Collected data
═══

//! Server status probing against the public status API.

use std::future::Future;

use reqwest::{Client, StatusCode};
use serde::{Deserialize, Serialize};
use thiserror::Error;

use crate::error::{Error, Result};
use crate::models::DEFAULT_PORT;
use crate::util::is_http_url;

const USER_AGENT: &str = concat!("craftwatch/", env!("CARGO_PKG_VERSION"));

/// Player counts reported by the status API.
#[derive(Debug, Clone, Copy, Default, PartialEq, Eq, Serialize, Deserialize)]
pub struct PlayerCounts {
    #[serde(default)]
    pub online: u32,
    #[serde(default)]
    pub max: u32,
}

/// Message of the day, as plain text lines.
#[derive(Debug, Clone, Default, PartialEq, Eq, Serialize, Deserialize)]
pub struct Motd {
    #[serde(default)]
    pub clean: Vec<String>,
}

/// Normalized outcome of one probe.
///
/// `version` and `motd` are advisory and may be missing even for online
/// servers.
#[derive(Debug, Clone, Default, PartialEq, Eq, Serialize, Deserialize)]
pub struct ProbeResult {
    #[serde(default)]
    pub online: bool,
    #[serde(default)]
    pub ip: Option<String>,
    #[serde(default)]
    pub port: Option<u16>,
    #[serde(default)]
    pub players: Option<PlayerCounts>,
    #[serde(default)]
    pub version: Option<String>,
    #[serde(default)]
    pub motd: Option<Motd>,
}

impl ProbeResult {
    /// Result used when the status API could not be reached or answered
    /// with something unusable.
    ///
    /// Indistinguishable from a server that is genuinely offline.
    #[must_use]
    pub fn unreachable(address: &str) -> Self {
        Self {
            online: false,
            ip: Some(address.to_string()),
            port: Some(DEFAULT_PORT),
            ..Self::default()
        }
    }

    #[must_use]
    pub fn players_online(&self) -> u32 {
        self.players.map_or(0, |players| players.online)
    }
}

/// Queries the status of one server address.
///
/// Implementations never fail: transport and decoding problems are folded
/// into an offline [`ProbeResult`].
pub trait StatusProbe: Send + Sync + 'static {
    fn probe(&self, address: &str) -> impl Future<Output = ProbeResult> + Send;
}

#[derive(Debug, Error)]
enum ProbeError {
    #[error("request failed: {0}")]
    Http(#[from] reqwest::Error),
    #[error("status API returned HTTP {0}")]
    Status(StatusCode),
    #[error("malformed status payload: {0}")]
    Payload(#[from] serde_json::Error),
}

/// HTTP probe for `GET {base}/3/{address}`.
#[derive(Debug, Clone)]
pub struct HttpStatusProbe {
    base_url: String,
    client: Client,
}

impl HttpStatusProbe {
    pub fn new(base_url: impl AsRef<str>) -> Result<Self> {
        let base_url = base_url.as_ref().trim().trim_end_matches('/');
        if !is_http_url(base_url) {
            return Err(Error::Config(
                "status API URL must include http:// or https://".to_string(),
            ));
        }

        Ok(Self {
            base_url: base_url.to_string(),
            client: Client::builder().user_agent(USER_AGENT).build()?,
        })
    }

    fn endpoint(&self, address: &str) -> String {
        format!("{}/3/{}", self.base_url, address.trim())
    }

    async fn fetch(&self, address: &str) -> std::result::Result<ProbeResult, ProbeError> {
        let response = self
            .client
            .get(self.endpoint(address))
            .header(reqwest::header::ACCEPT, "application/json")
            .send()
            .await?;

        if !response.status().is_success() {
            return Err(ProbeError::Status(response.status()));
        }

        let body = response.bytes().await?;
        Ok(serde_json::from_slice(&body)?)
    }
}

impl StatusProbe for HttpStatusProbe {
    async fn probe(&self, address: &str) -> ProbeResult {
        if address.trim().is_empty() {
            tracing::warn!("Refusing to probe an empty server address");
            return ProbeResult::unreachable(address);
        }

        match self.fetch(address).await {
            Ok(result) => result,
            Err(error) => {
                tracing::warn!("Status probe for {} failed: {}", address, error);
                ProbeResult::unreachable(address)
            }
        }
    }
}

#[cfg(test)]
mod tests {
    use pretty_assertions::assert_eq;
    use tokio::io::{AsyncReadExt, AsyncWriteExt};
    use tokio::net::TcpListener;

    use super::*;

    /// Serve exactly one canned HTTP response on a random local port.
    async fn serve_once(status_line: &'static str, body: &'static str) -> String {
        let listener = TcpListener::bind("127.0.0.1:0").await.unwrap();
        let addr = listener.local_addr().unwrap();
        tokio::spawn(async move {
            let (mut socket, _) = listener.accept().await.unwrap();
            let mut buffer = [0u8; 2048];
            let _ = socket.read(&mut buffer).await;
            let response = format!(
                "HTTP/1.1 {status_line}\r\ncontent-type: application/json\r\ncontent-length: {}\r\nconnection: close\r\n\r\n{body}",
                body.len()
            );
            let _ = socket.write_all(response.as_bytes()).await;
            let _ = socket.shutdown().await;
        });
        format!("http://{addr}")
    }

    #[test]
    fn parses_online_payload() {
        let payload = r#"{
            "online": true,
            "ip": "116.202.128.23",
            "port": 25565,
            "hostname": "example.joinmc.link",
            "debug": {"ping": true},
            "version": "1.21.1",
            "players": {"online": 5, "max": 20, "list": []},
            "motd": {"raw": ["x"], "clean": ["Welcome", "to the SMP"]}
        }"#;
        let result: ProbeResult = serde_json::from_str(payload).unwrap();
        assert!(result.online);
        assert_eq!(result.players_online(), 5);
        assert_eq!(result.players, Some(PlayerCounts { online: 5, max: 20 }));
        assert_eq!(result.version.as_deref(), Some("1.21.1"));
        assert_eq!(
            result.motd.unwrap().clean,
            vec!["Welcome".to_string(), "to the SMP".to_string()]
        );
    }

    #[test]
    fn parses_offline_payload() {
        let result: ProbeResult =
            serde_json::from_str(r#"{"online": false, "ip": "10.0.0.1", "port": 25565}"#).unwrap();
        assert!(!result.online);
        assert_eq!(result.players_online(), 0);
    }

    #[test]
    fn unreachable_result_uses_address_and_default_port() {
        let result = ProbeResult::unreachable("play.example.net");
        assert_eq!(
            result,
            ProbeResult {
                online: false,
                ip: Some("play.example.net".to_string()),
                port: Some(25565),
                ..ProbeResult::default()
            }
        );
    }

    #[test]
    fn rejects_non_http_base_url() {
        assert!(HttpStatusProbe::new("api.mcsrvstat.us").is_err());
        let probe = HttpStatusProbe::new("https://api.mcsrvstat.us/").unwrap();
        assert_eq!(
            probe.endpoint("example.joinmc.link"),
            "https://api.mcsrvstat.us/3/example.joinmc.link"
        );
    }

    #[tokio::test]
    async fn online_response_is_returned_as_is() {
        let base = serve_once(
            "200 OK",
            r#"{"online":true,"players":{"online":5,"max":20}}"#,
        )
        .await;
        let probe = HttpStatusProbe::new(base).unwrap();
        let result = probe.probe("example.joinmc.link").await;
        assert!(result.online);
        assert_eq!(result.players_online(), 5);
    }

    #[tokio::test]
    async fn server_error_becomes_offline() {
        let base = serve_once("500 Internal Server Error", r#"{"error":"boom"}"#).await;
        let probe = HttpStatusProbe::new(base).unwrap();
        let result = probe.probe("10.0.0.1:25565").await;
        assert_eq!(result, ProbeResult::unreachable("10.0.0.1:25565"));
    }

    #[tokio::test]
    async fn malformed_body_becomes_offline() {
        let base = serve_once("200 OK", "<html>not json</html>").await;
        let probe = HttpStatusProbe::new(base).unwrap();
        let result = probe.probe("10.0.0.1:25565").await;
        assert!(!result.online);
        assert_eq!(result.ip.as_deref(), Some("10.0.0.1:25565"));
    }

    #[tokio::test]
    async fn connection_failure_becomes_offline() {
        // Bind then drop to get a port nobody is listening on.
        let listener = TcpListener::bind("127.0.0.1:0").await.unwrap();
        let addr = listener.local_addr().unwrap();
        drop(listener);

        let probe = HttpStatusProbe::new(format!("http://{addr}")).unwrap();
        let result = probe.probe("example.joinmc.link").await;
        assert!(!result.online);
        assert_eq!(result.port, Some(25565));
    }

    #[tokio::test]
    async fn empty_address_is_not_sent() {
        let probe = HttpStatusProbe::new("http://127.0.0.1:9").unwrap();
        let result = probe.probe("  ").await;
        assert!(!result.online);
    }
}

═══

Tell how many lines in the data hold the string "clean", giving the number by itself.

3